La tierra es la que nos da la seguridad de nuestro retorno a ella misma; como indígenas, ése es nuestro premio, ése es nuestro cielo. Y porque existe la certeza de que a ella volvemos, aunque desaparezcamos o nos lleven los ríos, no podemos concebir el infierno, sobre todo en el sentido judeocristiano, como condena al fuego después de una mala pasada en esta vida. Concebimos, eso sí, el descanso igual para todos.
Para un mixe (y, en general, para un indio en su respectivo idioma), jää’y, es decir, el ser humano (que en Occidente se llama hombre) no es el único con sentimiento o lenguaje, antes bien, es uno más entre todos los seres vivos de la naturaleza; de esta manera las plantas, el agua, las rocas, las montañas, etcétera, también expresan y captan sentimientos.
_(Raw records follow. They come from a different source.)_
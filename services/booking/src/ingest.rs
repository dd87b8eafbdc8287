//! Trade CSV ingress adapter
//!
//! Strict positional format, one trade per line:
//!
//! ```text
//! productId,tradeId,price,book,quantity,side{BUY|SELL}
//! ```

use crate::service::BookingService;
use std::io::BufRead;
use tracing::{info, warn};
use types::errors::DeskError;
use types::price::parse_price;
use types::refdata::ReferenceData;
use types::trade::{Trade, TradeSide};

/// Feed trade records from `reader` into the service.
///
/// Returns the number of trades booked. A malformed line or an unknown
/// product fails the whole feed.
pub fn ingest_trades<R: BufRead>(
    reader: R,
    refdata: &ReferenceData,
    service: &mut BookingService,
) -> Result<u64, DeskError> {
    let mut booked = 0u64;

    for (index, line) in reader.lines().enumerate() {
        let line_number = index as u64 + 1;
        let line = line?;
        if line.is_empty() {
            continue;
        }

        let fields: Vec<&str> = line.split(',').collect();
        if fields.len() != 6 {
            warn!(line = line_number, "malformed trade record");
            return Err(DeskError::MalformedRecord {
                line: line_number,
                reason: format!("expected 6 fields, got {}", fields.len()),
            });
        }

        let product = refdata.product(fields[0])?;
        let price = parse_price(fields[2]).map_err(|err| DeskError::MalformedRecord {
            line: line_number,
            reason: err.to_string(),
        })?;
        let quantity: u64 = fields[4].parse().map_err(|_| DeskError::MalformedRecord {
            line: line_number,
            reason: format!("bad quantity: {}", fields[4]),
        })?;
        let side = TradeSide::from_label(fields[5]).map_err(|err| DeskError::MalformedRecord {
            line: line_number,
            reason: err.to_string(),
        })?;

        service.book_trade(Trade::new(product, fields[1], price, fields[3], quantity, side))?;
        booked += 1;
    }

    info!(trades = booked, "trade feed complete");
    Ok(booked)
}

#[cfg(test)]
mod tests {
    use super::*;
    use std::io::Cursor;
    use types::trade::TradeSide;

    #[test]
    fn test_ingest_books_trades() {
        let feed = Cursor::new(
            "91282CLY5,T1,99-000,TRSY1,1000000,BUY\n\
             91282CLY5,T2,100-000,TRSY2,2000000,SELL\n",
        );
        let mut service = BookingService::with_defaults();
        let booked = ingest_trades(feed, &ReferenceData::us_treasuries(), &mut service).unwrap();
        assert_eq!(booked, 2);

        let t2 = service.get("T2");
        assert_eq!(t2.book, "TRSY2");
        assert_eq!(t2.side, TradeSide::SELL);
        assert_eq!(t2.quantity, 2_000_000);
    }

    #[test]
    fn test_bad_side_fails_feed() {
        let feed = Cursor::new("91282CLY5,T1,99-000,TRSY1,1000000,LONG\n");
        let mut service = BookingService::with_defaults();
        let result = ingest_trades(feed, &ReferenceData::us_treasuries(), &mut service);
        assert!(matches!(
            result,
            Err(DeskError::MalformedRecord { line: 1, .. })
        ));
    }

    #[test]
    fn test_unknown_product_aborts_feed() {
        let feed = Cursor::new("NOTACUSIP,T1,99-000,TRSY1,1000000,BUY\n");
        let mut service = BookingService::with_defaults();
        let result = ingest_trades(feed, &ReferenceData::us_treasuries(), &mut service);
        assert!(matches!(result, Err(DeskError::UnknownProduct { .. })));
    }
}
La gran cualidad que tiene jää’y es sentir, reflexionar y expresar todo esto de los demás, pero no por ello pretende convertirse en el centro del universo, ni protagonizar así una sociedad antropocéntrica.
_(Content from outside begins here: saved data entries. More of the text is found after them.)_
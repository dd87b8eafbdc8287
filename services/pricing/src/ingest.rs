//! Price CSV ingress adapter
//!
//! Strict positional format, one record per line:
//!
//! ```text
//! productId,bid,offer
//! ```
//!
//! Bid and offer are fractional 32nds strings; the stored price carries
//! mid = (bid + offer) / 2 and spread = offer - bid. A malformed line or an
//! unknown product fails the whole feed; nothing is skipped silently.

use crate::service::PricingService;
use rust_decimal::Decimal;
use std::io::BufRead;
use tracing::{info, warn};
use types::errors::DeskError;
use types::price::{parse_price, Price};
use types::refdata::ReferenceData;

/// Feed price records from `reader` into the service.
///
/// Returns the number of records published. Empty lines are tolerated
/// (trailing newlines); anything else malformed aborts the feed with the
/// offending line number.
pub fn ingest_prices<R: BufRead>(
    reader: R,
    refdata: &ReferenceData,
    service: &mut PricingService,
) -> Result<u64, DeskError> {
    let mut published = 0u64;

    for (index, line) in reader.lines().enumerate() {
        let line_number = index as u64 + 1;
        let line = line?;
        if line.is_empty() {
            continue;
        }

        let fields: Vec<&str> = line.split(',').collect();
        if fields.len() != 3 {
            warn!(line = line_number, "malformed price record");
            return Err(DeskError::MalformedRecord {
                line: line_number,
                reason: format!("expected 3 fields, got {}", fields.len()),
            });
        }

        let product = refdata.product(fields[0])?;
        let bid = parse_field(fields[1], line_number)?;
        let offer = parse_field(fields[2], line_number)?;

        let mid = (bid + offer) / Decimal::from(2);
        let spread = offer - bid;
        service.on_message(Price::new(product, mid, spread))?;
        published += 1;
    }

    info!(records = published, "price feed complete");
    Ok(published)
}

fn parse_field(text: &str, line_number: u64) -> Result<Decimal, DeskError> {
    parse_price(text).map_err(|err| DeskError::MalformedRecord {
        line: line_number,
        reason: err.to_string(),
    })
}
Se trata, pues, de la concepción de que todos los seres existentes tienen vida igual.
En ella ocupa un lugar relevante la Tierra, la que en todos los pueblos indios reconocemos como Madre. Del seno de ella brotamos, nos proveemos de frutos para nuestro sustento y ella nos guarda en sus entrañas cuando morimos.
Es a partir de que la Tierra es nuestro origen materno que todos los seres naturales son nuestros hermanos. Lo mismo sucede con el Sol, nuestro padre, por lo cual todos los astros también son nuestros hermanos.
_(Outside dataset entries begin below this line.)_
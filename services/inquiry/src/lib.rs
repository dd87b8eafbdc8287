//! Inquiry service
//!
//! Runs the accept/quote/complete state machine over client inquiries:
//! newly received inquiries are quoted at par, echoed back as quoted and
//! completed, with observers notified of completions.

pub mod ingest;
pub mod service;

pub use ingest::ingest_inquiries;
pub use service::{InquiryConfig, InquiryService};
La Tierra es la que nos comuna, tanto entre jää’y como entre éste y los demás seres vivos. La sociedad egoísta, privatizante, despótica, autoritaria y monetarista es la que mejor puede hacernos entender la comunalidad, porque se trata de su contraria.
Al mirarnos como iguales, deriva una necesidad del otro, del prójimo. La conservación de la vida, de su origen y consecuencia, es la que nos permite enlazarnos. Y es esta necesidad la que nos empuja a buscar la protección en nuestra Madre la Tierra. Y precisamente igual que una Madre-_jää’y_ no es exclusiva de un solo hijo, así es como nos relacionamos con la Tierra, de una manera comunal, entre todos. Esto se refleja en aspectos importantes de nuestra vida, como en el matrimonio, donde se unen fuerzas y funciones diferentes no sólo para pertenecerse emocionalmente sino para asegurar la continuidad de ese origen de la vida, de las formas de relación y para reproducir la indianidad comunera.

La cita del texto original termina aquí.